## TASK TO COMPLETE
Pull every line containing "from" out of the listing below.

## DATA
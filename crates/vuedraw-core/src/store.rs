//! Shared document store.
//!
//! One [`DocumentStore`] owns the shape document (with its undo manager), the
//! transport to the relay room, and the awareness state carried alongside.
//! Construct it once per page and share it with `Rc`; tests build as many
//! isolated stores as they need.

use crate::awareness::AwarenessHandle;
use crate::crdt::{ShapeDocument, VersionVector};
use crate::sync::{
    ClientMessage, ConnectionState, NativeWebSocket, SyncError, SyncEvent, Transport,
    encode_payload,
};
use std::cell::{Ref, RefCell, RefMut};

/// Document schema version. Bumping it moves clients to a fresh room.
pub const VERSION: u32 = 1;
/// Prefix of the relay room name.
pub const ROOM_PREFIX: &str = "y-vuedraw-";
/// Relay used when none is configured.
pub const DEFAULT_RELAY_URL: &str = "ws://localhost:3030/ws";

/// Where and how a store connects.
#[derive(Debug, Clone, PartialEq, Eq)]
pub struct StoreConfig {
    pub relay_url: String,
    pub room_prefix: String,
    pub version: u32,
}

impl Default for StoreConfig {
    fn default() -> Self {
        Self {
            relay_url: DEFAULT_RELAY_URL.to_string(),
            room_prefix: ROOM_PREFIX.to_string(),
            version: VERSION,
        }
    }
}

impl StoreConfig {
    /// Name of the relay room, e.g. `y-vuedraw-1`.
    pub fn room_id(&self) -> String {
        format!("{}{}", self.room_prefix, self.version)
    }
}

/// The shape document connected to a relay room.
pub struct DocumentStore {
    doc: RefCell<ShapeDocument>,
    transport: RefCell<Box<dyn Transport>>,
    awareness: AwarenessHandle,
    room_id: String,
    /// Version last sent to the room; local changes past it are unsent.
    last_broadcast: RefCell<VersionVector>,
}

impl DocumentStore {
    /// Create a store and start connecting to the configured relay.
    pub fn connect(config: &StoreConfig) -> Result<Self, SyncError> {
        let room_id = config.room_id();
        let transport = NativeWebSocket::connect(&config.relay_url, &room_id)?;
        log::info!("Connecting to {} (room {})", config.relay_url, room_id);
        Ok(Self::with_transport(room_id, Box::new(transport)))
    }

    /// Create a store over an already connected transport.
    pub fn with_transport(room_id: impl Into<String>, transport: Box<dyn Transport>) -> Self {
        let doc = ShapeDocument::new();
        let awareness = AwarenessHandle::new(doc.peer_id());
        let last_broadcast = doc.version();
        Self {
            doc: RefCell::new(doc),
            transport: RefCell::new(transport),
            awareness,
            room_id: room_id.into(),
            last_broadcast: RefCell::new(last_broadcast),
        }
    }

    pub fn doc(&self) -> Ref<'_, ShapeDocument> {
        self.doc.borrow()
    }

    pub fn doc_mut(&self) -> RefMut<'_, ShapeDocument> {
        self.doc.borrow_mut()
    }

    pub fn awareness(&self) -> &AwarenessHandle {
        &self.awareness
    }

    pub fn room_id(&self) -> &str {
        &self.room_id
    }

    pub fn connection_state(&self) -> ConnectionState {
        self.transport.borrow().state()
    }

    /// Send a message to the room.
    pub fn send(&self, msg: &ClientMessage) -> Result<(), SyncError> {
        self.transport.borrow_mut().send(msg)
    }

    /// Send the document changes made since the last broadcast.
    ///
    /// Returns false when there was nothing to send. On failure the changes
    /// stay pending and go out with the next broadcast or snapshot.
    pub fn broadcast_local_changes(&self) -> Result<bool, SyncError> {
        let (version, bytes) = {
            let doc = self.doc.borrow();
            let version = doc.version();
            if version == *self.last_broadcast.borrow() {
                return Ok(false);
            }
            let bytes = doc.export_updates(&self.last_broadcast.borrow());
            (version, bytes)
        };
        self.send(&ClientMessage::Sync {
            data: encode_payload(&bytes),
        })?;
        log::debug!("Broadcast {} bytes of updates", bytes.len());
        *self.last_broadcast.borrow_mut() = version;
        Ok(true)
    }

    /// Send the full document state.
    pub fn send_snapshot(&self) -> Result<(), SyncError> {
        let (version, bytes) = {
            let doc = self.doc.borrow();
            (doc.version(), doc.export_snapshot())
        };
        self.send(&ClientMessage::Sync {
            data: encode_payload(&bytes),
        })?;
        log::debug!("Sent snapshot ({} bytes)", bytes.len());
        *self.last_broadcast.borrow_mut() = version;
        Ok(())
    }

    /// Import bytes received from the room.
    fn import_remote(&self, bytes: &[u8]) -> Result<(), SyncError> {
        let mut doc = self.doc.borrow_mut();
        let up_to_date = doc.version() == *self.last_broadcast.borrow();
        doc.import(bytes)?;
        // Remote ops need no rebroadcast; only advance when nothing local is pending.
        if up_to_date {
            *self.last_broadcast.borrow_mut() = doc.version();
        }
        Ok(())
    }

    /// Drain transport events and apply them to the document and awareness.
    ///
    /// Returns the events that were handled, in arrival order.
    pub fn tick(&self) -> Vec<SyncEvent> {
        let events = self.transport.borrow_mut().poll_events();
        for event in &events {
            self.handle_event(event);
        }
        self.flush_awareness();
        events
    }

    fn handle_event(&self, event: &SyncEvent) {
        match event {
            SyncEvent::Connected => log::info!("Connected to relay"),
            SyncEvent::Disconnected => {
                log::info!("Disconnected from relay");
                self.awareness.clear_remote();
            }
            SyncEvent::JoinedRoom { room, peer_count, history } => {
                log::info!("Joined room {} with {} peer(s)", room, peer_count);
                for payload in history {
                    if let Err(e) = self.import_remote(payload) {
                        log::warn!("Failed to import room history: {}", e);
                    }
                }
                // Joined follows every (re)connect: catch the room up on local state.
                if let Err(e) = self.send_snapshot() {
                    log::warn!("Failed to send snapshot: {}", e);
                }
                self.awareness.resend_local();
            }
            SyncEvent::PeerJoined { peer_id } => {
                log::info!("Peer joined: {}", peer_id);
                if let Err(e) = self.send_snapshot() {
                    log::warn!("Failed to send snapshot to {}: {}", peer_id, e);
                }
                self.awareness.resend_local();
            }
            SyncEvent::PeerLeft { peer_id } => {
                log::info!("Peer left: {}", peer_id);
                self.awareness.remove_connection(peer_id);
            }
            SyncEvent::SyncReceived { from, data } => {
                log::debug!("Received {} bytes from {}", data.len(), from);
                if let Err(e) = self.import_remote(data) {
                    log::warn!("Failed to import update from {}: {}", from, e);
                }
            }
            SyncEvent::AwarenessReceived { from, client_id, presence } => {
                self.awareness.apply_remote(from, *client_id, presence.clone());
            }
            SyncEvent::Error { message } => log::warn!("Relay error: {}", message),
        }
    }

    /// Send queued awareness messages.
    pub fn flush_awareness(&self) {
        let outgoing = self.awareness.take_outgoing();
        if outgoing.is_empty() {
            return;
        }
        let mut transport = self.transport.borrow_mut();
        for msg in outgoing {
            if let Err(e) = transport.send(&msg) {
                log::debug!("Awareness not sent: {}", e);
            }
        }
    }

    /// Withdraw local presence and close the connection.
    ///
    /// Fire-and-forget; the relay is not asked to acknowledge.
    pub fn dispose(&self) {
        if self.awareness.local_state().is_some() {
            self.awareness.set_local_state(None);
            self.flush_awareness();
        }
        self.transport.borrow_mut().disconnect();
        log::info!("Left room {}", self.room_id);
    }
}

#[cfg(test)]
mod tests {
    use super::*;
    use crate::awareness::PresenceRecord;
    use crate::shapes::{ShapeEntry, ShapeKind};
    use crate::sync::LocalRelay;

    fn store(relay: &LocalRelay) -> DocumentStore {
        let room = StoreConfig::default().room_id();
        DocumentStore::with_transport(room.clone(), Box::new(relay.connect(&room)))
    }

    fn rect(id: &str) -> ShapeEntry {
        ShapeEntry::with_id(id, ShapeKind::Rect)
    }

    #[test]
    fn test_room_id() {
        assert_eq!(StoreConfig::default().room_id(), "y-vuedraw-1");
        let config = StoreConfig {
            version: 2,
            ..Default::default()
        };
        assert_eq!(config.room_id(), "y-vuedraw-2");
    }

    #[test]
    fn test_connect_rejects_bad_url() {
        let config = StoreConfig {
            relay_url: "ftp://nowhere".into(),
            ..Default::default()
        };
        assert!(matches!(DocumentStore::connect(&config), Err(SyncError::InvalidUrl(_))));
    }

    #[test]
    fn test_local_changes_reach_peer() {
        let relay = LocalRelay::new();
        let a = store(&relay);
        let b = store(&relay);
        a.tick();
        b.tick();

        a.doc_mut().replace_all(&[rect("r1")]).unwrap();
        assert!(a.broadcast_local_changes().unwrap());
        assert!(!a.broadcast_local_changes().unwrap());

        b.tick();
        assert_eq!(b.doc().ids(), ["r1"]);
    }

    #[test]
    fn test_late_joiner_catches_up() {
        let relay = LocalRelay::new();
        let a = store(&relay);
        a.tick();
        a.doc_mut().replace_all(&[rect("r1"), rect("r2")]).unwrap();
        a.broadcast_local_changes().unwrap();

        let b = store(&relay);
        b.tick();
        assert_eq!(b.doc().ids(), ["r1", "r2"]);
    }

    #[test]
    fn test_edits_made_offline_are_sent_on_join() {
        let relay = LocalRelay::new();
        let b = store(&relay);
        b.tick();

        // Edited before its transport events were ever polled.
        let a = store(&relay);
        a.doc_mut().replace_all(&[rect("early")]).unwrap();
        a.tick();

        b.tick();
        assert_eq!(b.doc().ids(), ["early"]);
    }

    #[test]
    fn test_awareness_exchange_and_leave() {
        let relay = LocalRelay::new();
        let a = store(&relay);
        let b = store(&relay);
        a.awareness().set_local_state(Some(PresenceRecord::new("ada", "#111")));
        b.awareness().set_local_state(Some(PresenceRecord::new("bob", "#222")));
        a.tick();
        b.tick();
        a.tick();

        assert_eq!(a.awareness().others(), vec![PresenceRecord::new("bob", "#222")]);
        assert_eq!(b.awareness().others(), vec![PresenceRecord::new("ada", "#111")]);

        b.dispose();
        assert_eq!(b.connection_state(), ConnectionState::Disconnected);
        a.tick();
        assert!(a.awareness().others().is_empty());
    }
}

## YOUR SOLUTION
    /// Import bytes received from the room.
                log::info!("Disconnected from relay");
            SyncEvent::SyncReceived { from, data } => {
                log::debug!("Received {} bytes from {}", data.len(), from);
                    log::warn!("Failed to import update from {}: {}", from, e);
            SyncEvent::AwarenessReceived { from, client_id, presence } => {
                self.awareness.apply_remote(from, *client_id, presence.clone());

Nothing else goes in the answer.